[[ Supplied material, beginning ]]
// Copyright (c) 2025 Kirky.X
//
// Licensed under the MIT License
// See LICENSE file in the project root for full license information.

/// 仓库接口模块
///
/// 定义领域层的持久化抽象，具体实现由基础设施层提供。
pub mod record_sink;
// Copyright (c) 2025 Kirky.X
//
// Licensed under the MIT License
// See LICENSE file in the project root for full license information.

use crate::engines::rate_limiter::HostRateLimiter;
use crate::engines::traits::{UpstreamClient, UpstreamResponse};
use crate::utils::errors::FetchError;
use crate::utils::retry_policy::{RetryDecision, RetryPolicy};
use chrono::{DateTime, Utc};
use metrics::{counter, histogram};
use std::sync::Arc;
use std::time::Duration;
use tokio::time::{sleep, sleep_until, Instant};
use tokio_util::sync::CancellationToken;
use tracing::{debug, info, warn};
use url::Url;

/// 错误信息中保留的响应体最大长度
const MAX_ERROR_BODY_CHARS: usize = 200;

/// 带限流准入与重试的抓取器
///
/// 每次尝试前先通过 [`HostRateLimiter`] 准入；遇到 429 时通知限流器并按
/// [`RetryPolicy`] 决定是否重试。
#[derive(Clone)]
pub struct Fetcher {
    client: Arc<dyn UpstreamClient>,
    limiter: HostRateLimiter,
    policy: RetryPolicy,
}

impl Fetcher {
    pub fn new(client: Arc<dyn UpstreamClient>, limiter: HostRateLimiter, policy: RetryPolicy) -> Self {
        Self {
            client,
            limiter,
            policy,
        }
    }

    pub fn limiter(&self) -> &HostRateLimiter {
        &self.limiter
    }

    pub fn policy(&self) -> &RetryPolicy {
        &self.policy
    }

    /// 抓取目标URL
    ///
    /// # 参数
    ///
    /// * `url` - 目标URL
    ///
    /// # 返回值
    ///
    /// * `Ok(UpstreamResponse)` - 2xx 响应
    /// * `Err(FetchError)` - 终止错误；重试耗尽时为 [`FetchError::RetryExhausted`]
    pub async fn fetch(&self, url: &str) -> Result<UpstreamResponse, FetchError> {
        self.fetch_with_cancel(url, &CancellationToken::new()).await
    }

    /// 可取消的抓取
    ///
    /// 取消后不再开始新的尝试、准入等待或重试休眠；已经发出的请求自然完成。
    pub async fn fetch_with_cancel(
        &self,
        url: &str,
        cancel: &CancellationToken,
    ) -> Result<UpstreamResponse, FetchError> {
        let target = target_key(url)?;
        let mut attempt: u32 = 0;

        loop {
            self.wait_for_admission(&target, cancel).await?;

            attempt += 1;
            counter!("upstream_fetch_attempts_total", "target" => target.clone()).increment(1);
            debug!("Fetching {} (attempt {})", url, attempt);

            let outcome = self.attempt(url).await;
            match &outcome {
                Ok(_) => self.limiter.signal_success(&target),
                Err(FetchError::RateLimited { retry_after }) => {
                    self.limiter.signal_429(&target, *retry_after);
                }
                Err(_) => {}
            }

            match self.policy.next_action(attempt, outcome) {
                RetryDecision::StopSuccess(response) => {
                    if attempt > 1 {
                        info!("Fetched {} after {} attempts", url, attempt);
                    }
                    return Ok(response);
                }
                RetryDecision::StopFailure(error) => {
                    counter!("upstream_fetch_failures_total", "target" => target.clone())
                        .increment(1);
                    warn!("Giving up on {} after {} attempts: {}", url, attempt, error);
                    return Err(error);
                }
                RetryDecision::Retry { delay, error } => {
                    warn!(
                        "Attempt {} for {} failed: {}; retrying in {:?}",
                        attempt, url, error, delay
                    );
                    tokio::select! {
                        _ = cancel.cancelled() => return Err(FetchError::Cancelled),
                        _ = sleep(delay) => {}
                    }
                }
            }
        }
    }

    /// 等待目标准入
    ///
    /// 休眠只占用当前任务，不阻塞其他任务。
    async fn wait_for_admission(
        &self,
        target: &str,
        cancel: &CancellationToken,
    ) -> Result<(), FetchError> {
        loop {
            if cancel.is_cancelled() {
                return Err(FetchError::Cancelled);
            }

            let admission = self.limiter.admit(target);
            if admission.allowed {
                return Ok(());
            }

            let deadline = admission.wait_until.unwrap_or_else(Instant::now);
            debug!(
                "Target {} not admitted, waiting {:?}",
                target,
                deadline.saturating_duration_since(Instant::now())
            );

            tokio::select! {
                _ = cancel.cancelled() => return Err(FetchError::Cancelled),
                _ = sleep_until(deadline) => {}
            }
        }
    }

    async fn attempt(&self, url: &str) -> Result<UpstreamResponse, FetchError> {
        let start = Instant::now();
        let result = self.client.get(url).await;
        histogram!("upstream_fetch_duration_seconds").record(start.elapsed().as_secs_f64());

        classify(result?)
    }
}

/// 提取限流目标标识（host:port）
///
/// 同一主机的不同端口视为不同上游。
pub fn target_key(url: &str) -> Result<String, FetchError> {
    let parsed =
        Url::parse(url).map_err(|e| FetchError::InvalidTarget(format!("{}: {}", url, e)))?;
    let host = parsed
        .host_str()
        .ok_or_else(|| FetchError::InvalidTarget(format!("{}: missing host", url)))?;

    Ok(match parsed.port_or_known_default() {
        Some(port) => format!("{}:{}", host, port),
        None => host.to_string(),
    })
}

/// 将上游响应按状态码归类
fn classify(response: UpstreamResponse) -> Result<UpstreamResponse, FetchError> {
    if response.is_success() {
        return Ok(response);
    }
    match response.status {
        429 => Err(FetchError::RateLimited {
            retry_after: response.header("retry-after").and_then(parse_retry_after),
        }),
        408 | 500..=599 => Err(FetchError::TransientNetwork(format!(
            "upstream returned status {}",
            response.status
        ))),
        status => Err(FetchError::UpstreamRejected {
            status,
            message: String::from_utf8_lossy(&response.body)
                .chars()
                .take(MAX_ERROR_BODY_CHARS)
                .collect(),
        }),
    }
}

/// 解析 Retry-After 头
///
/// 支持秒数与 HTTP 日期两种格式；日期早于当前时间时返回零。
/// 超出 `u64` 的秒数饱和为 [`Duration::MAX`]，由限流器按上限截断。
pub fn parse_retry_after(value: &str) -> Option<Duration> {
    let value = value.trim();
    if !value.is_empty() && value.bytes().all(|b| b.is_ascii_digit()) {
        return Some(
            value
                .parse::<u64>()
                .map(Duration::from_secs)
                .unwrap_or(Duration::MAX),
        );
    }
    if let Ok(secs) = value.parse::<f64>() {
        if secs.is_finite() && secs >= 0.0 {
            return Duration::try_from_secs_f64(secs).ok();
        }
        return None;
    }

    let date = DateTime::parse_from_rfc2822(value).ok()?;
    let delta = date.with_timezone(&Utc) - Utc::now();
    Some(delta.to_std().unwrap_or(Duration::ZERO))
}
[[ Supplied material, end ]]
Output every line of the listing exactly as written.

Finished exercise ->
// Copyright (c) 2025 Kirky.X
//
// Licensed under the MIT License
// See LICENSE file in the project root for full license information.

/// 仓库接口模块
///
/// 定义领域层的持久化抽象，具体实现由基础设施层提供。
pub mod record_sink;
// Copyright (c) 2025 Kirky.X
//
// Licensed under the MIT License
// See LICENSE file in the project root for full license information.

use crate::engines::rate_limiter::HostRateLimiter;
use crate::engines::traits::{UpstreamClient, UpstreamResponse};
use crate::utils::errors::FetchError;
use crate::utils::retry_policy::{RetryDecision, RetryPolicy};
use chrono::{DateTime, Utc};
use metrics::{counter, histogram};
use std::sync::Arc;
use std::time::Duration;
use tokio::time::{sleep, sleep_until, Instant};
use tokio_util::sync::CancellationToken;
use tracing::{debug, info, warn};
use url::Url;

/// 错误信息中保留的响应体最大长度
const MAX_ERROR_BODY_CHARS: usize = 200;

/// 带限流准入与重试的抓取器
///
/// 每次尝试前先通过 [`HostRateLimiter`] 准入；遇到 429 时通知限流器并按
/// [`RetryPolicy`] 决定是否重试。
#[derive(Clone)]
pub struct Fetcher {
    client: Arc<dyn UpstreamClient>,
    limiter: HostRateLimiter,
    policy: RetryPolicy,
}

impl Fetcher {
    pub fn new(client: Arc<dyn UpstreamClient>, limiter: HostRateLimiter, policy: RetryPolicy) -> Self {
        Self {
            client,
            limiter,
            policy,
        }
    }

    pub fn limiter(&self) -> &HostRateLimiter {
        &self.limiter
    }

    pub fn policy(&self) -> &RetryPolicy {
        &self.policy
    }

    /// 抓取目标URL
    ///
    /// # 参数
    ///
    /// * `url` - 目标URL
    ///
    /// # 返回值
    ///
    /// * `Ok(UpstreamResponse)` - 2xx 响应
    /// * `Err(FetchError)` - 终止错误；重试耗尽时为 [`FetchError::RetryExhausted`]
    pub async fn fetch(&self, url: &str) -> Result<UpstreamResponse, FetchError> {
        self.fetch_with_cancel(url, &CancellationToken::new()).await
    }

    /// 可取消的抓取
    ///
    /// 取消后不再开始新的尝试、准入等待或重试休眠；已经发出的请求自然完成。
    pub async fn fetch_with_cancel(
        &self,
        url: &str,
        cancel: &CancellationToken,
    ) -> Result<UpstreamResponse, FetchError> {
        let target = target_key(url)?;
        let mut attempt: u32 = 0;

        loop {
            self.wait_for_admission(&target, cancel).await?;

            attempt += 1;
            counter!("upstream_fetch_attempts_total", "target" => target.clone()).increment(1);
            debug!("Fetching {} (attempt {})", url, attempt);

            let outcome = self.attempt(url).await;
            match &outcome {
                Ok(_) => self.limiter.signal_success(&target),
                Err(FetchError::RateLimited { retry_after }) => {
                    self.limiter.signal_429(&target, *retry_after);
                }
                Err(_) => {}
            }

            match self.policy.next_action(attempt, outcome) {
                RetryDecision::StopSuccess(response) => {
                    if attempt > 1 {
                        info!("Fetched {} after {} attempts", url, attempt);
                    }
                    return Ok(response);
                }
                RetryDecision::StopFailure(error) => {
                    counter!("upstream_fetch_failures_total", "target" => target.clone())
                        .increment(1);
                    warn!("Giving up on {} after {} attempts: {}", url, attempt, error);
                    return Err(error);
                }
                RetryDecision::Retry { delay, error } => {
                    warn!(
                        "Attempt {} for {} failed: {}; retrying in {:?}",
                        attempt, url, error, delay
                    );
                    tokio::select! {
                        _ = cancel.cancelled() => return Err(FetchError::Cancelled),
                        _ = sleep(delay) => {}
                    }
                }
            }
        }
    }

    /// 等待目标准入
    ///
    /// 休眠只占用当前任务，不阻塞其他任务。
    async fn wait_for_admission(
        &self,
        target: &str,
        cancel: &CancellationToken,
    ) -> Result<(), FetchError> {
        loop {
            if cancel.is_cancelled() {
                return Err(FetchError::Cancelled);
            }

            let admission = self.limiter.admit(target);
            if admission.allowed {
                return Ok(());
            }

            let deadline = admission.wait_until.unwrap_or_else(Instant::now);
            debug!(
                "Target {} not admitted, waiting {:?}",
                target,
                deadline.saturating_duration_since(Instant::now())
            );

            tokio::select! {
                _ = cancel.cancelled() => return Err(FetchError::Cancelled),
                _ = sleep_until(deadline) => {}
            }
        }
    }

    async fn attempt(&self, url: &str) -> Result<UpstreamResponse, FetchError> {
        let start = Instant::now();
        let result = self.client.get(url).await;
        histogram!("upstream_fetch_duration_seconds").record(start.elapsed().as_secs_f64());

        classify(result?)
    }
}

/// 提取限流目标标识（host:port）
///
/// 同一主机的不同端口视为不同上游。
pub fn target_key(url: &str) -> Result<String, FetchError> {
    let parsed =
        Url::parse(url).map_err(|e| FetchError::InvalidTarget(format!("{}: {}", url, e)))?;
    let host = parsed
        .host_str()
        .ok_or_else(|| FetchError::InvalidTarget(format!("{}: missing host", url)))?;

    Ok(match parsed.port_or_known_default() {
        Some(port) => format!("{}:{}", host, port),
        None => host.to_string(),
    })
}

/// 将上游响应按状态码归类
fn classify(response: UpstreamResponse) -> Result<UpstreamResponse, FetchError> {
    if response.is_success() {
        return Ok(response);
    }
    match response.status {
        429 => Err(FetchError::RateLimited {
            retry_after: response.header("retry-after").and_then(parse_retry_after),
        }),
        408 | 500..=599 => Err(FetchError::TransientNetwork(format!(
            "upstream returned status {}",
            response.status
        ))),
        status => Err(FetchError::UpstreamRejected {
            status,
            message: String::from_utf8_lossy(&response.body)
                .chars()
                .take(MAX_ERROR_BODY_CHARS)
                .collect(),
        }),
    }
}

/// 解析 Retry-After 头
///
/// 支持秒数与 HTTP 日期两种格式；日期早于当前时间时返回零。
/// 超出 `u64` 的秒数饱和为 [`Duration::MAX`]，由限流器按上限截断。
pub fn parse_retry_after(value: &str) -> Option<Duration> {
    let value = value.trim();
    if !value.is_empty() && value.bytes().all(|b| b.is_ascii_digit()) {
        return Some(
            value
                .parse::<u64>()
                .map(Duration::from_secs)
                .unwrap_or(Duration::MAX),
        );
    }
    if let Ok(secs) = value.parse::<f64>() {
        if secs.is_finite() && secs >= 0.0 {
            return Duration::try_from_secs_f64(secs).ok();
        }
        return None;
    }

    let date = DateTime::parse_from_rfc2822(value).ok()?;
    let delta = date.with_timezone(&Utc) - Utc::now();
    Some(delta.to_std().unwrap_or(Duration::ZERO))
}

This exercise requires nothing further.